> WHAT IS BEING ASKED:
Pull every line with the word "failed" out of the entries below.
--- DATA RECORDS Enclosed Below ---
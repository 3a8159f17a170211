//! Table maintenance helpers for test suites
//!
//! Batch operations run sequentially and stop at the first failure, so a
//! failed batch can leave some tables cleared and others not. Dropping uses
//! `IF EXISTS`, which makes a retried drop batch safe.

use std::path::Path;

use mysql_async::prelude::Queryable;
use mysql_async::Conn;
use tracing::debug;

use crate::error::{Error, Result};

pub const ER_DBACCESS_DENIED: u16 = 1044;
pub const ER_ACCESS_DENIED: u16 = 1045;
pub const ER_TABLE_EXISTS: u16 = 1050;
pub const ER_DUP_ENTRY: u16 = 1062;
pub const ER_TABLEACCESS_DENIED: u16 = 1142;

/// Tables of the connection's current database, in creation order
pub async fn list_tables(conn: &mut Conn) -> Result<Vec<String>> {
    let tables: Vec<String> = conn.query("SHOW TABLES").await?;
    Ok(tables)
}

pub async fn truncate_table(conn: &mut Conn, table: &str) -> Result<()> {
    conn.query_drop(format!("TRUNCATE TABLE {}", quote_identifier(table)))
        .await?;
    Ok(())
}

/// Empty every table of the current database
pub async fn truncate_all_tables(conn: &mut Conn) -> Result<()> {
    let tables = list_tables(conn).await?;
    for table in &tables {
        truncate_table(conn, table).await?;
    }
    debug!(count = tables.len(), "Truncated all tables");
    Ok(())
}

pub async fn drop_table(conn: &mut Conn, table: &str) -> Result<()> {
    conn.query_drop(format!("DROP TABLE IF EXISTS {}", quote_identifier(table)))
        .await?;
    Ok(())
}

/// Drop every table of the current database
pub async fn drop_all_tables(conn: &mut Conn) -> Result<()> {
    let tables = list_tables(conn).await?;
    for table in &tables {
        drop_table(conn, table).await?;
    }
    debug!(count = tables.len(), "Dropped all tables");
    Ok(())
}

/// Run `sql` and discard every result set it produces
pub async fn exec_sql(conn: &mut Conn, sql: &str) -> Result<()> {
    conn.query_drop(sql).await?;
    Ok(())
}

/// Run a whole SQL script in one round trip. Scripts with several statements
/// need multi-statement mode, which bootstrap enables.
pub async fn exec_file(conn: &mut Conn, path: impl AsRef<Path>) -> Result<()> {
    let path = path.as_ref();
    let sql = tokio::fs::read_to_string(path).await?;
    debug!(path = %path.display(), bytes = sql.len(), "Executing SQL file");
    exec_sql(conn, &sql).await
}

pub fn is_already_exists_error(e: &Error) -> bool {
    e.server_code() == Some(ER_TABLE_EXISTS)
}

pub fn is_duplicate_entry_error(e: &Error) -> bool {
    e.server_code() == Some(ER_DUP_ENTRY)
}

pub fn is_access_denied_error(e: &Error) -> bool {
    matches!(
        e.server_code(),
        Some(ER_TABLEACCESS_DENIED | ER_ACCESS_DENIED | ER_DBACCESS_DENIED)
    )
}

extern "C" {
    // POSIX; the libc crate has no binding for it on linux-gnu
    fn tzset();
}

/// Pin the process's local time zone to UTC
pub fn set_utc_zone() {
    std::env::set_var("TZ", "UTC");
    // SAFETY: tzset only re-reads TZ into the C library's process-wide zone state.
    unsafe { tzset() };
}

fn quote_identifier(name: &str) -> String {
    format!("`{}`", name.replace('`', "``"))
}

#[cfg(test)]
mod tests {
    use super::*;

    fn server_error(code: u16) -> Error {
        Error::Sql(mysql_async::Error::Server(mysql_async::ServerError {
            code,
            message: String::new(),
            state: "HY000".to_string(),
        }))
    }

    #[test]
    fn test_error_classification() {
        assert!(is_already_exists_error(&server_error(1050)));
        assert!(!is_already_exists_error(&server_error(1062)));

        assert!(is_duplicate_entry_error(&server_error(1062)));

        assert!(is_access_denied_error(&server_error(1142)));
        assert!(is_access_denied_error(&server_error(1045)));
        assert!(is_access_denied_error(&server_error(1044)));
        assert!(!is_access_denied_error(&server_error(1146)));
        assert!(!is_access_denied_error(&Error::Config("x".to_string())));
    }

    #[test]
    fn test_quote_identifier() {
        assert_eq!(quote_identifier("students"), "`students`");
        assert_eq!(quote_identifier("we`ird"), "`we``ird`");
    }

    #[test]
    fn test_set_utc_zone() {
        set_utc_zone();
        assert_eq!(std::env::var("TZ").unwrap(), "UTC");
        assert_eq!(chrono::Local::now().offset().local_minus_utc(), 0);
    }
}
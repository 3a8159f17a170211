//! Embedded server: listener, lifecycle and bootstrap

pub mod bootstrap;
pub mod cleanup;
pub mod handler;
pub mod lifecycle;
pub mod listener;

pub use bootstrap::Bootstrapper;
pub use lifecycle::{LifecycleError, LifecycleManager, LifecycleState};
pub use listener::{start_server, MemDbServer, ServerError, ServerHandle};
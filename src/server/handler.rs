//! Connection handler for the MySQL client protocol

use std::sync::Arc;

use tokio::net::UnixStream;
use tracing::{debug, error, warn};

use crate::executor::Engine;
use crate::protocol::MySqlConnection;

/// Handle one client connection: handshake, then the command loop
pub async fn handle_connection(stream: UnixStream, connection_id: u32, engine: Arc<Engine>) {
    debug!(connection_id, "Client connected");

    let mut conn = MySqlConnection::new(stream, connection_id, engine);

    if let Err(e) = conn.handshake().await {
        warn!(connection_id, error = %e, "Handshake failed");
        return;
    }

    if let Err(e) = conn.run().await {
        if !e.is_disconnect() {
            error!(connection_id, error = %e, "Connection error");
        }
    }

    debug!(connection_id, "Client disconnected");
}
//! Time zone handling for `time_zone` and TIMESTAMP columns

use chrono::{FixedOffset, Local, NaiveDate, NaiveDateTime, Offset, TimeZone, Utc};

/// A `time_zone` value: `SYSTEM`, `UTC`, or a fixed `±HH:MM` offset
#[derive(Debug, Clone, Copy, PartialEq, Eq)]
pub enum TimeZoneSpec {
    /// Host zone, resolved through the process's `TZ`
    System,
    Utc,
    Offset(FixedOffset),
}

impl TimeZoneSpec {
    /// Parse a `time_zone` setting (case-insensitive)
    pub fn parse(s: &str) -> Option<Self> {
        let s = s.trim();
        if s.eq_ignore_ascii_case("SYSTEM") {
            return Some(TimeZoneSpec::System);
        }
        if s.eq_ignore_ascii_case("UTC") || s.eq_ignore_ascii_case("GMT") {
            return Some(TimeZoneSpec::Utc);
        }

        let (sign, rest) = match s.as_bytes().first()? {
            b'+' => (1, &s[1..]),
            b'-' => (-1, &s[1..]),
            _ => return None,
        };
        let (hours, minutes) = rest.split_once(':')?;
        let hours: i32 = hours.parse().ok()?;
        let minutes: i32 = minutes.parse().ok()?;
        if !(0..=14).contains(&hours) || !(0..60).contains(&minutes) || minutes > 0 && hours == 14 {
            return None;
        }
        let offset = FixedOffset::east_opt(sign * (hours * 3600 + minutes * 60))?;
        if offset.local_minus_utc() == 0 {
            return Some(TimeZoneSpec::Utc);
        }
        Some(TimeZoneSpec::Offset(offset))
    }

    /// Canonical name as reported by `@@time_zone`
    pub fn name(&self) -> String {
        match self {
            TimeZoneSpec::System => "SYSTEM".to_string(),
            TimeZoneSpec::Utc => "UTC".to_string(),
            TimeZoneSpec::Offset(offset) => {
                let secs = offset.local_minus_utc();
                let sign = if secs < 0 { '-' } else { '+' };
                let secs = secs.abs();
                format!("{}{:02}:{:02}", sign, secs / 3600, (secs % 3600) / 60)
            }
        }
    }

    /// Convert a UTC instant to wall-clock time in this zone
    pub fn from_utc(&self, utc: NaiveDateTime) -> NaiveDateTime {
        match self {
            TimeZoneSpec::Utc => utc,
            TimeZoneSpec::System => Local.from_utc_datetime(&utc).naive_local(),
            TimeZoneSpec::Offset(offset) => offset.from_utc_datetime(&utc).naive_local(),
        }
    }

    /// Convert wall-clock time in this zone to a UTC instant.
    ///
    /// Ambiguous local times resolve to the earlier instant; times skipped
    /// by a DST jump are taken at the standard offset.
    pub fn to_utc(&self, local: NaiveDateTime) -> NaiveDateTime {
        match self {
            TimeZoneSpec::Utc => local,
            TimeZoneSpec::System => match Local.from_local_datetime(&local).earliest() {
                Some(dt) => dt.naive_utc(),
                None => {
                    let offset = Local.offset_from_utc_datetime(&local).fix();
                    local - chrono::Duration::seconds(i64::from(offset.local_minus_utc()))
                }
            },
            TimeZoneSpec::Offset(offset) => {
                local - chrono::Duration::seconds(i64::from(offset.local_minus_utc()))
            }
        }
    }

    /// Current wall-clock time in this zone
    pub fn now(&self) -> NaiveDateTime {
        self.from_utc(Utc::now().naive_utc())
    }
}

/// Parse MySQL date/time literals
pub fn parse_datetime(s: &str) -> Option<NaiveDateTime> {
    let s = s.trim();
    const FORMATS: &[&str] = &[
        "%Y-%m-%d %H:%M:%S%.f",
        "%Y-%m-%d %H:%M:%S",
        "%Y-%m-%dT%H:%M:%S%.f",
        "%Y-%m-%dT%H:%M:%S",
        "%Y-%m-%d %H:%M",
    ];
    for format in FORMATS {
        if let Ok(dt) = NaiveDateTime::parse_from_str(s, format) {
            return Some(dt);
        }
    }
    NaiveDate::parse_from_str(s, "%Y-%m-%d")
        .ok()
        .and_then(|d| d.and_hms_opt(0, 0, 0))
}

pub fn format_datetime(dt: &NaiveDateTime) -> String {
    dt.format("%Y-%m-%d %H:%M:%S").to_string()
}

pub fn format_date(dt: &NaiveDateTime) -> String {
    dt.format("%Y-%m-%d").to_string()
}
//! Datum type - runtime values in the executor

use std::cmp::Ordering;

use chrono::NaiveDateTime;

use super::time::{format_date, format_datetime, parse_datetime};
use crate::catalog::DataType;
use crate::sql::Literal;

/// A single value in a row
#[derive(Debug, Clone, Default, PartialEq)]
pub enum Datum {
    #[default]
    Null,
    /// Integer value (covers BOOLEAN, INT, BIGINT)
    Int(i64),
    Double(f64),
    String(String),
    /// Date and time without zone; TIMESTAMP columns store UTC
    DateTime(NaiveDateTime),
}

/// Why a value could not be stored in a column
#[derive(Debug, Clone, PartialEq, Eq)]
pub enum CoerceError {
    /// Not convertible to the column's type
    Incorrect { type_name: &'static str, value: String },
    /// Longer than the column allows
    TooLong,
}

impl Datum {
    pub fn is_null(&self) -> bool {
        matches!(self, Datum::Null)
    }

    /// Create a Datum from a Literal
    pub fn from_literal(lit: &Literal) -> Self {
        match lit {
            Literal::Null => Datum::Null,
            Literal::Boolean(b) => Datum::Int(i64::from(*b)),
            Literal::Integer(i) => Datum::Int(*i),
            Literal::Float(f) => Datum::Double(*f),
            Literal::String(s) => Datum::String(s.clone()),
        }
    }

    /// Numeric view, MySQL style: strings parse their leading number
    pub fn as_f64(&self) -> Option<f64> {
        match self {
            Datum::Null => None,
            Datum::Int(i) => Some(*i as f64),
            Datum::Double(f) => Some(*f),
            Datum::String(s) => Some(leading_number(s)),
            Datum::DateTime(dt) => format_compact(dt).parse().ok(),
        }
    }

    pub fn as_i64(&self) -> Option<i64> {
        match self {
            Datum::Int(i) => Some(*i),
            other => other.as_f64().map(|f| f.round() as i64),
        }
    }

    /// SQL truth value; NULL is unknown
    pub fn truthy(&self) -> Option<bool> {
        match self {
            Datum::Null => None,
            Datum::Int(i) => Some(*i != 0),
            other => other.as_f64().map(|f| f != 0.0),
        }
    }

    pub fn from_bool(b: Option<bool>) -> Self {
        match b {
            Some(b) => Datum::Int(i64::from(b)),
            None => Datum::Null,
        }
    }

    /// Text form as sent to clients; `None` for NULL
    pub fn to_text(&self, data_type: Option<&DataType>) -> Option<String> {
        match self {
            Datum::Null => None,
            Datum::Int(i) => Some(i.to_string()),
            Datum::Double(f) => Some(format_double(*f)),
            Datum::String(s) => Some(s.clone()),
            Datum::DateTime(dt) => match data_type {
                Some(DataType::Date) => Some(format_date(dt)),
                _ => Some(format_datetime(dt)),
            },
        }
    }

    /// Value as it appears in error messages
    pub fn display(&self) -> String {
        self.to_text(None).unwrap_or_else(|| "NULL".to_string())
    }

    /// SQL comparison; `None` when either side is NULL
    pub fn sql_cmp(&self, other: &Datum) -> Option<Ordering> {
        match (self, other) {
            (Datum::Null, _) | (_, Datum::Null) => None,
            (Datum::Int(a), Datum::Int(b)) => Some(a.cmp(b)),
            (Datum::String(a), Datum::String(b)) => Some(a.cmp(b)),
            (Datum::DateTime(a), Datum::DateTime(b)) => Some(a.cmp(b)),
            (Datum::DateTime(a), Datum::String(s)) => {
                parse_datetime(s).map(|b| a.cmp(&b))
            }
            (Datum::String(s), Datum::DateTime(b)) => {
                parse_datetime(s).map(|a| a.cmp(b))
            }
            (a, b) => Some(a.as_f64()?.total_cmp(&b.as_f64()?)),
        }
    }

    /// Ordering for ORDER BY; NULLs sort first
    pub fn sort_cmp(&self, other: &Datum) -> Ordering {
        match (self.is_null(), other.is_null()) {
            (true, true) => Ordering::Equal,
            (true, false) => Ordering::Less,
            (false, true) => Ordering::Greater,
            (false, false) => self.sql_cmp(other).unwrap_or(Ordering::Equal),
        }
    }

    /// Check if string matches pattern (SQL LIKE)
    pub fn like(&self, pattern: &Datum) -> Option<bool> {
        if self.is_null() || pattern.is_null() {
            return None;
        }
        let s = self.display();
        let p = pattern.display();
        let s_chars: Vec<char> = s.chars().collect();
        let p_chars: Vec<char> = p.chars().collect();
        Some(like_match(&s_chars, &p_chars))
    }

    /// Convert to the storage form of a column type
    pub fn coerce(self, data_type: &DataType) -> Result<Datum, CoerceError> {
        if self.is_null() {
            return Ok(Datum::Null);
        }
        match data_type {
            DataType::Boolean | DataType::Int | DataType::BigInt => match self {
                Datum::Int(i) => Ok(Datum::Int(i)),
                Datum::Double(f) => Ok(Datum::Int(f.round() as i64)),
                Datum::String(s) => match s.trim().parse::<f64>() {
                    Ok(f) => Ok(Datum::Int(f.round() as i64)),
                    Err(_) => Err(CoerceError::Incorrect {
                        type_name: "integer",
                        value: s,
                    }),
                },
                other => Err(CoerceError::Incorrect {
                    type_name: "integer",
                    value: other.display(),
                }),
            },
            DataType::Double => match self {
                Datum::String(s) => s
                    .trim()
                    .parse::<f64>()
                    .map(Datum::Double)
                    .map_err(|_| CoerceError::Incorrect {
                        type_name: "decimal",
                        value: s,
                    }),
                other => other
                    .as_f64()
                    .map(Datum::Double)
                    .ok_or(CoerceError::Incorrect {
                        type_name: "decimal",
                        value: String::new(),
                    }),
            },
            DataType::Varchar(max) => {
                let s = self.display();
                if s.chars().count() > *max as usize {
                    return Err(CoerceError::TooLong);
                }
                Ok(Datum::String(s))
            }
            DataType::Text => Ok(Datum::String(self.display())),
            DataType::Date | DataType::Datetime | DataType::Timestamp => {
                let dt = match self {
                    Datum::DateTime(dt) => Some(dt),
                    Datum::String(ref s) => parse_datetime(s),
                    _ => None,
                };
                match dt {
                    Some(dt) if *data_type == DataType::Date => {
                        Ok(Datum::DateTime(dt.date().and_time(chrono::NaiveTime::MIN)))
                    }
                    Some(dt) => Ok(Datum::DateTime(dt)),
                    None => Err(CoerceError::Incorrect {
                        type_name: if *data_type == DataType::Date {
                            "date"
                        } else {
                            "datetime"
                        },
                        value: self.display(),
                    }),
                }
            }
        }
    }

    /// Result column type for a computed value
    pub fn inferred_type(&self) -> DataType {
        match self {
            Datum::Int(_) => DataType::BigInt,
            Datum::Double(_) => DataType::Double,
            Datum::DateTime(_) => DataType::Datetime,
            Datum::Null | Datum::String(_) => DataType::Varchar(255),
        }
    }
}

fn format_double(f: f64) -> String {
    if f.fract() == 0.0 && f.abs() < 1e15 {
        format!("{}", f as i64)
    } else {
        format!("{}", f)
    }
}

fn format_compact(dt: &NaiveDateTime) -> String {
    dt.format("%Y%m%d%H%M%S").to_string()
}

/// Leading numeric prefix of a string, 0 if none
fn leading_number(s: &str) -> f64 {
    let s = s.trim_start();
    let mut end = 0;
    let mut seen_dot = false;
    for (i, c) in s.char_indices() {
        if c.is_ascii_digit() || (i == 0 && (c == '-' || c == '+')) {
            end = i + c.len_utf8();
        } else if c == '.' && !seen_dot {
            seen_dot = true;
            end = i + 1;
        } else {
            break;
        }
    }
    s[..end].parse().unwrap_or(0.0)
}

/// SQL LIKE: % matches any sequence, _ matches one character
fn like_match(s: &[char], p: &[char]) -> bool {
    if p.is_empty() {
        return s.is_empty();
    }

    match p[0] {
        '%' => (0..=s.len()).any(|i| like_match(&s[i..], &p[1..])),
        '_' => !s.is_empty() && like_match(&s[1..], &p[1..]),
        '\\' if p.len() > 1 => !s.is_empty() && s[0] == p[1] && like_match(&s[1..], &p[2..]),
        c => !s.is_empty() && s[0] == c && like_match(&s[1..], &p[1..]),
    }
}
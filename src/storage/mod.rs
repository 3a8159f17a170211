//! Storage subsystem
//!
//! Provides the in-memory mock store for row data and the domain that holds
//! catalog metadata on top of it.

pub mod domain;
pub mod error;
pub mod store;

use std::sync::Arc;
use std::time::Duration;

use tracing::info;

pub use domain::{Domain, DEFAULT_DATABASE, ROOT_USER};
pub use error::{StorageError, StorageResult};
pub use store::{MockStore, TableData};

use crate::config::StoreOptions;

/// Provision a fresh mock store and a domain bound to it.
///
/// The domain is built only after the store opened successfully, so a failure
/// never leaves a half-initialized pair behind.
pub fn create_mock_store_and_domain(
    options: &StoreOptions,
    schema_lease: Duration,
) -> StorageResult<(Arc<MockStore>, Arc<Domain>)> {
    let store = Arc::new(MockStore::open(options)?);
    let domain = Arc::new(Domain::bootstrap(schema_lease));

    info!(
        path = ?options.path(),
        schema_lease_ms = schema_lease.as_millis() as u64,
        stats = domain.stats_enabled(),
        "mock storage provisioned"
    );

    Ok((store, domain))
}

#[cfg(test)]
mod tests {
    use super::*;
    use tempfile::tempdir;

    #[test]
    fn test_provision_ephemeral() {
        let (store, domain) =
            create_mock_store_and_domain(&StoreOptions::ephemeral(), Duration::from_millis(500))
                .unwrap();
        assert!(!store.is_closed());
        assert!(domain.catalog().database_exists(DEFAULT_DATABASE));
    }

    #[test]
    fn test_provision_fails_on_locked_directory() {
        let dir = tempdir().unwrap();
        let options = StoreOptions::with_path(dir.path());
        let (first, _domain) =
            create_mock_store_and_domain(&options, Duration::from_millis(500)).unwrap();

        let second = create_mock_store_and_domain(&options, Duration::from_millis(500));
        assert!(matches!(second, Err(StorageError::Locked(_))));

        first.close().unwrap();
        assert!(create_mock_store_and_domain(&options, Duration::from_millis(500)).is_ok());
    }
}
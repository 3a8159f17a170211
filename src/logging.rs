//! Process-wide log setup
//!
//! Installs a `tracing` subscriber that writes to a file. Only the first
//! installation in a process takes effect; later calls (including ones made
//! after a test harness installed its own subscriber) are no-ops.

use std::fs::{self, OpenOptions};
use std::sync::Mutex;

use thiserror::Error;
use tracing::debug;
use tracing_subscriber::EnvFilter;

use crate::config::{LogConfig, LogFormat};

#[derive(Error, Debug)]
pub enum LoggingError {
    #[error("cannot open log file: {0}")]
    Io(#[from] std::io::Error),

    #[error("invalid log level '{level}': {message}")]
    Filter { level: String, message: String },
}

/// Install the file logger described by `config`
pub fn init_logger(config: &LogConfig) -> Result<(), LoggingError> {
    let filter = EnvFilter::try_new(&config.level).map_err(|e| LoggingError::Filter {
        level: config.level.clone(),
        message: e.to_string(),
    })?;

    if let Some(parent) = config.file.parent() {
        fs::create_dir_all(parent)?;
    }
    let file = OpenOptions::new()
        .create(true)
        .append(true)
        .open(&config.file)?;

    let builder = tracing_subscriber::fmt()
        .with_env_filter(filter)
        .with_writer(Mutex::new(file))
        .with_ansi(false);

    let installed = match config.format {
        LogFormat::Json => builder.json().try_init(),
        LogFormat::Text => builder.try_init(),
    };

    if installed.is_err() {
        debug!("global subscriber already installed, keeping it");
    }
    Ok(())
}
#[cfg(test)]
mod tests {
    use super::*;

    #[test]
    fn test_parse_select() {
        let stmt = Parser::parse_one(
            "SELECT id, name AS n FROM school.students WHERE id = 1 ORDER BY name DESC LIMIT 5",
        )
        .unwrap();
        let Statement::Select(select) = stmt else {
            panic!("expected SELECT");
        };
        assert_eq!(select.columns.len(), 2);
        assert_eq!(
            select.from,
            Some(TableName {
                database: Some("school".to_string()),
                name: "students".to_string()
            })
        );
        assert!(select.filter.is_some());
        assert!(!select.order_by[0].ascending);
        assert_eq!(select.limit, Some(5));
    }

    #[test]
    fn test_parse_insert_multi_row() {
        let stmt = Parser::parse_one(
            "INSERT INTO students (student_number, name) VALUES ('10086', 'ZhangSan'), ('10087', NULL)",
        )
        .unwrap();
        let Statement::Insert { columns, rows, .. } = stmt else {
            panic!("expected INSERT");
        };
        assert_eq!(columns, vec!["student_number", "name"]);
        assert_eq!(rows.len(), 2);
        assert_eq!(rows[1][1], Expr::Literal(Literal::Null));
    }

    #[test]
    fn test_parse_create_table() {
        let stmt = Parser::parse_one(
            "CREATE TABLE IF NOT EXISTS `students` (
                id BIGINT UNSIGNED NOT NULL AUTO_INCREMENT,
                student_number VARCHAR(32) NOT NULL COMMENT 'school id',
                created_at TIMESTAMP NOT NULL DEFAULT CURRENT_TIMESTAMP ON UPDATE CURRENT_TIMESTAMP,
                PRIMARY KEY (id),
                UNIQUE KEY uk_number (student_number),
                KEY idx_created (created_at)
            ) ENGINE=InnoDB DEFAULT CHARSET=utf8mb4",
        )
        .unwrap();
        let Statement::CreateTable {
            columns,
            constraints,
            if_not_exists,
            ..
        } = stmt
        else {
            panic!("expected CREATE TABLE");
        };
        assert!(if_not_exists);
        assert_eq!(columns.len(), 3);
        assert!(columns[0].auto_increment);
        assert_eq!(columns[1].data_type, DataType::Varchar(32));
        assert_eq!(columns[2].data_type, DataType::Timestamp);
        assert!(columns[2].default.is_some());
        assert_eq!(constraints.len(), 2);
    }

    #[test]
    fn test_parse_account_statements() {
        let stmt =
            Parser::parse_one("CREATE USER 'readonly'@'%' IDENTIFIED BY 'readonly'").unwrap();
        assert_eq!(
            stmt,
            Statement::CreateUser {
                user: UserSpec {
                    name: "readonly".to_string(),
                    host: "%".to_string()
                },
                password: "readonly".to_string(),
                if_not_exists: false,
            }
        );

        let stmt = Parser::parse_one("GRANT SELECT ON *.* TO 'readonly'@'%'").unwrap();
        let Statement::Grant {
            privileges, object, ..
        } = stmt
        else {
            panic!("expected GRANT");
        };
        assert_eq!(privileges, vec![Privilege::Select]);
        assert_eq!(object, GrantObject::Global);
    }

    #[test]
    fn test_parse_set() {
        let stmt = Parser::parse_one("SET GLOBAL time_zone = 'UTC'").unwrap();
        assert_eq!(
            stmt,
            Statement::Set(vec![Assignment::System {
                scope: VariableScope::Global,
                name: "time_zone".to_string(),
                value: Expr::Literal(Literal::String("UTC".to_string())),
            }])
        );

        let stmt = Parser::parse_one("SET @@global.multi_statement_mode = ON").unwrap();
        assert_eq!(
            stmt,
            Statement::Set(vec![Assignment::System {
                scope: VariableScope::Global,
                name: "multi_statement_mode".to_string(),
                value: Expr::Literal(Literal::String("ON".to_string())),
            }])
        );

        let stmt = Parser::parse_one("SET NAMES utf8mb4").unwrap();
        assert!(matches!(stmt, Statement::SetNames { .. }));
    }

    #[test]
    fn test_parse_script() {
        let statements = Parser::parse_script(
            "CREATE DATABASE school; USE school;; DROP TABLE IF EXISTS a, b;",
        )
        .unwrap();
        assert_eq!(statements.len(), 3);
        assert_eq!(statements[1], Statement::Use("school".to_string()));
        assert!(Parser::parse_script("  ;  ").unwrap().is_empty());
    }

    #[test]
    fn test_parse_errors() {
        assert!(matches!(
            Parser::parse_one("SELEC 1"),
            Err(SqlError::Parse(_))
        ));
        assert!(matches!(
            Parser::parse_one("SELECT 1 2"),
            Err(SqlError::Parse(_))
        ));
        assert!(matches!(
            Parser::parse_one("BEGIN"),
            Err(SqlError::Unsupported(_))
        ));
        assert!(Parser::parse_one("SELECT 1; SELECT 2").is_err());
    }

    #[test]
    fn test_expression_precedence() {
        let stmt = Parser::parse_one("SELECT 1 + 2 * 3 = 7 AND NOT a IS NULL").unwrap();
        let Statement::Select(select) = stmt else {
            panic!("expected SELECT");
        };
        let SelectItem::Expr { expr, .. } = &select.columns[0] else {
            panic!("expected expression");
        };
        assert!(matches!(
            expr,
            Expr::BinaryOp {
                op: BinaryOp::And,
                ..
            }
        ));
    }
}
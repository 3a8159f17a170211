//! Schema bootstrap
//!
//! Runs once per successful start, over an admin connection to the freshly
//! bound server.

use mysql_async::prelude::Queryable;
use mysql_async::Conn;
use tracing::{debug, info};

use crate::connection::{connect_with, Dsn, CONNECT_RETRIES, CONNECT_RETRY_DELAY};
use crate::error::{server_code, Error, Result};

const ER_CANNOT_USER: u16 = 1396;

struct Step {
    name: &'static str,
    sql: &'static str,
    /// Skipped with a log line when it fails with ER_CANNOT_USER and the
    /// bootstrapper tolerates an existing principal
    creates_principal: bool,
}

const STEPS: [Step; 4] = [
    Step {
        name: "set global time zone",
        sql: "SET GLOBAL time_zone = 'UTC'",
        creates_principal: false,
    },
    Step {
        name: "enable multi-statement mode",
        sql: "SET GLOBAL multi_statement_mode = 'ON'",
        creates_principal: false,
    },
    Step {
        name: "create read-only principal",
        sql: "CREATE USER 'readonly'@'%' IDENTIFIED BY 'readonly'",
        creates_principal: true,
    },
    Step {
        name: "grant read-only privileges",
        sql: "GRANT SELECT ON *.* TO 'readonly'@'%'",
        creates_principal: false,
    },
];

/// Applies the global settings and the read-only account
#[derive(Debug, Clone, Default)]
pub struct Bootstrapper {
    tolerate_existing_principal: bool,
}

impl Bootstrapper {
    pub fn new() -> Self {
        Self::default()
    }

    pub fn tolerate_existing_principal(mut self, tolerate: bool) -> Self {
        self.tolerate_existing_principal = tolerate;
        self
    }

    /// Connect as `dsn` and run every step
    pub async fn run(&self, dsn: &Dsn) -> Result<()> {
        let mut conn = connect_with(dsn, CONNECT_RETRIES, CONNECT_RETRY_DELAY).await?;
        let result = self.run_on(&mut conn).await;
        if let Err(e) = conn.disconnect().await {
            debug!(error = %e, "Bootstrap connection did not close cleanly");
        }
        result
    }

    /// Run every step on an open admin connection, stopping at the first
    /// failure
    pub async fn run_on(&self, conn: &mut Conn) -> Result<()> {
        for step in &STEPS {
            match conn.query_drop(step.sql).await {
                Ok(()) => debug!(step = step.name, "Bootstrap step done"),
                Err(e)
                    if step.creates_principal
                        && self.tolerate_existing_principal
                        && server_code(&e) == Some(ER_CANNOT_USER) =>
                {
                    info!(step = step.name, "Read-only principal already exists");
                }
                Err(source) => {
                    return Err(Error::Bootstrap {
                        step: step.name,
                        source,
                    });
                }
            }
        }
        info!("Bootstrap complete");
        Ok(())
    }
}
--- End of Enclosed DATA RECORDS ---
> SOLVED EXERCISE:
//! failed batch can leave some tables cleared and others not. Dropping uses
        warn!(connection_id, error = %e, "Handshake failed");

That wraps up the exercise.